Debido a la pérdida de raíces con la tierra y el alto número de personas asalariadas en los núcleos urbanos, la posesión de la tierra ha dejado de tener la gran importancia que tuvo en el pasado. Hoy la contribución más significativa de los padres cuando piensan en el futuro de los hijos es proporcionarles la mejor educación posible. Por ello, ahorrar dinero para su educación y para la compra de una casa son las dos prioridades de la mayoría de los padres.
Educación

Japón disfruta de un elaborado sistema de educación y es una de las poblaciones con mayor nivel cultural. Los medios de comunicación de masas han experimentado un gran desarrollo y el número de lectores de periódicos es el más alto del mundo. En la escuela se fomenta entre los niños la cooperación, la disciplina de grupo y la mutua empatía. Algunas de las características del sistema japonés son: clases numerosas de unos cuarenta alumnos, textos estandarizados, explicaciones aproximativas a los temas, aprendizaje en el que se ha de memorizar gran cantidad de detalles, escaso trabajo individual por parte de los estudiantes, exámenes regularmente, y períodos lectivos ligeramente más largos que en los países occidentales.

Críticas habituales contra el sistema son la escasa oportunidad de autoexpresión, y el mínimo tiempo que se le deja al niño libre de las cargas académicas.
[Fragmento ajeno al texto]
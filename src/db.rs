//! SQLite connection pool.
//!
//! The database file and its parent directories are created on first use.
//! All connections run in WAL mode so that search requests keep being served
//! while an ingestion run writes.
//!
//! `acquire_timeout_ms` bounds how long a caller waits for a pooled
//! connection. When it elapses the store reports itself unavailable instead
//! of queueing the request indefinitely.

use anyhow::{Context, Result};
use sqlx::sqlite::{SqliteConnectOptions, SqliteJournalMode, SqlitePool, SqlitePoolOptions};
use std::str::FromStr;
use std::time::Duration;

use crate::config::Config;

/// Create a connection pool to the configured SQLite database.
pub async fn connect(config: &Config) -> Result<SqlitePool> {
    let db_path = &config.db.path;

    if let Some(parent) = db_path.parent() {
        if !parent.as_os_str().is_empty() {
            std::fs::create_dir_all(parent).with_context(|| {
                format!("Failed to create database directory: {}", parent.display())
            })?;
        }
    }

    let options = SqliteConnectOptions::from_str(&format!("sqlite:{}", db_path.display()))?
        .create_if_missing(true)
        .journal_mode(SqliteJournalMode::Wal);

    let pool = SqlitePoolOptions::new()
        .max_connections(config.db.max_connections)
        .acquire_timeout(Duration::from_millis(config.db.acquire_timeout_ms))
        .connect_with(options)
        .await
        .with_context(|| format!("Failed to open database: {}", db_path.display()))?;

    Ok(pool)
}
#[cfg(test)]
mod tests {
    use super::*;
    use async_trait::async_trait;
    use serde_json::json;
    use std::sync::atomic::{AtomicUsize, Ordering};
    use voltline_core::models::NewItem;
    use voltline_core::search::MatchType;
    use voltline_core::store::memory::InMemoryStore;

    /// Embeds every text as the same unit vector, or fails.
    struct StubProvider {
        fail: bool,
    }

    #[async_trait]
    impl EmbeddingProvider for StubProvider {
        fn model_name(&self) -> &str {
            "stub"
        }
        fn dims(&self) -> usize {
            2
        }
        async fn embed(&self, texts: &[String]) -> Result<Vec<Vec<f32>>, EmbeddingError> {
            if self.fail {
                return Err(EmbeddingError::Provider("connection refused".into()));
            }
            Ok(texts.iter().map(|_| vec![1.0, 0.0]).collect())
        }
    }

    async fn store_with_catalogue() -> Arc<InMemoryStore> {
        let store = Arc::new(InMemoryStore::new());
        let items = [
            ("product_1", "Diferencial DPN 2P 25A 30mA", "Protección diferencial para vivienda.", vec![0.0, 1.0]),
            ("product_2", "Magnetotérmico 2P 16A", "Protección contra sobrecargas. Compatible con diferencial.", vec![1.0, 0.0]),
            ("product_3", "Bombilla LED E27 10W", "Luz cálida.", vec![0.6, 0.8]),
        ];
        for (ext, title, content, vec) in items {
            store
                .upsert_item(&NewItem {
                    content_type: ContentType::Product,
                    title: title.into(),
                    content: content.into(),
                    external_id: Some(ext.into()),
                    metadata: json!({ "price": "10.00" }),
                    content_hash: ext.into(),
                    embedding: Some(vec),
                })
                .await
                .unwrap();
        }
        store
    }

    fn retriever(store: Arc<InMemoryStore>, provider: Option<StubProvider>) -> Retriever {
        Retriever::new(
            store,
            provider.map(|p| Arc::new(p) as Arc<dyn EmbeddingProvider>),
            TermExtractor::new(Vocabulary::builtin()),
            RetrievalParams::default(),
        )
    }

    #[tokio::test]
    async fn exact_title_match_comes_first() {
        let r = retriever(store_with_catalogue().await, Some(StubProvider { fail: false }));
        let results = r.hybrid_search("quiero un diferencial DPN", &[], None).await.unwrap();
        assert_eq!(results[0].item.external_id.as_deref(), Some("product_1"));
        assert_eq!(results[0].match_type(), MatchType::ExactTitle);
    }

    #[tokio::test]
    async fn hybrid_degrades_to_lexical_when_embedding_fails() {
        let r = retriever(store_with_catalogue().await, Some(StubProvider { fail: true }));
        let results = r.hybrid_search("sobrecargas", &[], None).await.unwrap();
        assert_eq!(results.len(), 1);
        assert_eq!(results[0].item.external_id.as_deref(), Some("product_2"));
    }

    #[derive(Default)]
    struct CountingProvider {
        calls: AtomicUsize,
    }

    #[async_trait]
    impl EmbeddingProvider for CountingProvider {
        fn model_name(&self) -> &str {
            "counting"
        }
        fn dims(&self) -> usize {
            2
        }
        async fn embed(&self, texts: &[String]) -> Result<Vec<Vec<f32>>, EmbeddingError> {
            self.calls.fetch_add(1, Ordering::SeqCst);
            Ok(texts.iter().map(|_| vec![1.0, 0.0]).collect())
        }
    }

    #[tokio::test]
    async fn malformed_queries_are_rejected_before_embedding() {
        let provider = Arc::new(CountingProvider::default());
        let r = Retriever::new(
            store_with_catalogue().await,
            Some(Arc::clone(&provider) as Arc<dyn EmbeddingProvider>),
            TermExtractor::new(Vocabulary::builtin()),
            RetrievalParams::default(),
        );

        let err = r.hybrid_search("   ", &[], None).await.unwrap_err();
        assert!(matches!(err, RetrievalError::MalformedQuery(_)));
        let err = r.vector_search("", &[], None, None).await.unwrap_err();
        assert!(matches!(err, RetrievalError::MalformedQuery(_)));
        let long = "a".repeat(RetrievalParams::default().max_query_chars + 1);
        let err = r.hybrid_search(&long, &[], None).await.unwrap_err();
        assert!(matches!(err, RetrievalError::MalformedQuery(_)));
        assert_eq!(provider.calls.load(Ordering::SeqCst), 0);

        r.hybrid_search("diferencial", &[], None).await.unwrap();
        assert_eq!(provider.calls.load(Ordering::SeqCst), 1);
    }

    #[tokio::test]
    async fn vector_search_needs_an_embedding() {
        let failing = retriever(store_with_catalogue().await, Some(StubProvider { fail: true }));
        let err = failing.vector_search("luz", &[], None, None).await.unwrap_err();
        assert_eq!(err.code(), "embedding_unavailable");

        let disabled = retriever(store_with_catalogue().await, None);
        let err = disabled.vector_search("luz", &[], None, None).await.unwrap_err();
        assert_eq!(err.code(), "embedding_unavailable");
        assert!(disabled.embedding_model().is_none());
    }

    #[tokio::test]
    async fn vector_search_ranks_by_similarity() {
        let r = retriever(store_with_catalogue().await, Some(StubProvider { fail: false }));
        let hits = r.vector_search("protección", &[], None, Some(0.5)).await.unwrap();
        let ids: Vec<_> = hits.iter().filter_map(|h| h.item.external_id.as_deref()).collect();
        assert_eq!(ids, vec!["product_2", "product_3"]);
    }

    #[tokio::test]
    async fn lookups_and_type_filters() {
        let r = retriever(store_with_catalogue().await, None);
        let item = r.get_by_external_id("product_3").await.unwrap().unwrap();
        assert_eq!(item.title, "Bombilla LED E27 10W");
        assert!(r.get_by_external_id("product_99").await.unwrap().is_none());

        let hits = r.text_search("protección", &[ContentType::Faq], None).await.unwrap();
        assert!(hits.is_empty());
    }

    #[test]
    fn content_type_flags_are_validated() {
        let types = parse_content_types(&["product".into(), "faq".into()]).unwrap();
        assert_eq!(types, vec![ContentType::Product, ContentType::Faq]);
        assert!(parse_content_types(&["catalogue".into()]).is_err());
    }

    #[test]
    fn excerpts_are_flattened_and_cut() {
        assert_eq!(excerpt("uno\ndos", 20), "uno dos");
        assert_eq!(excerpt("abcdefghij", 4), "abcd…");
    }
}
Es una práctica generalizada que, para conseguir cierta ventaja a la hora de los exámenes, los estudiantes de enseñanza media acudan tras las clases del colegio a academias especializadas denominadas juku o gram schools para tomar lecciones extra. Esto evidencia que, a pesar del sentimiento de solidaridad y el alto nivel de integración nacional, la japonesa es una sociedad altamente competitiva. El ideal de armonía social se basa en el equilibrio entre las inclinaciones competitivas individuales y las lealtades en la competencia en grupo, juego que dota a la sociedad de un gran dinamismo.

En Japón la sociedad no se divide en función de las profundas creencias religiosas o étnicas, sino más bien en función de la educación y el prestigio de los lugares donde ésta se ha recibido. El empleo, la posición individual en una empresa, y los ingresos, vienen frecuentemente condicionados por la educación recibida.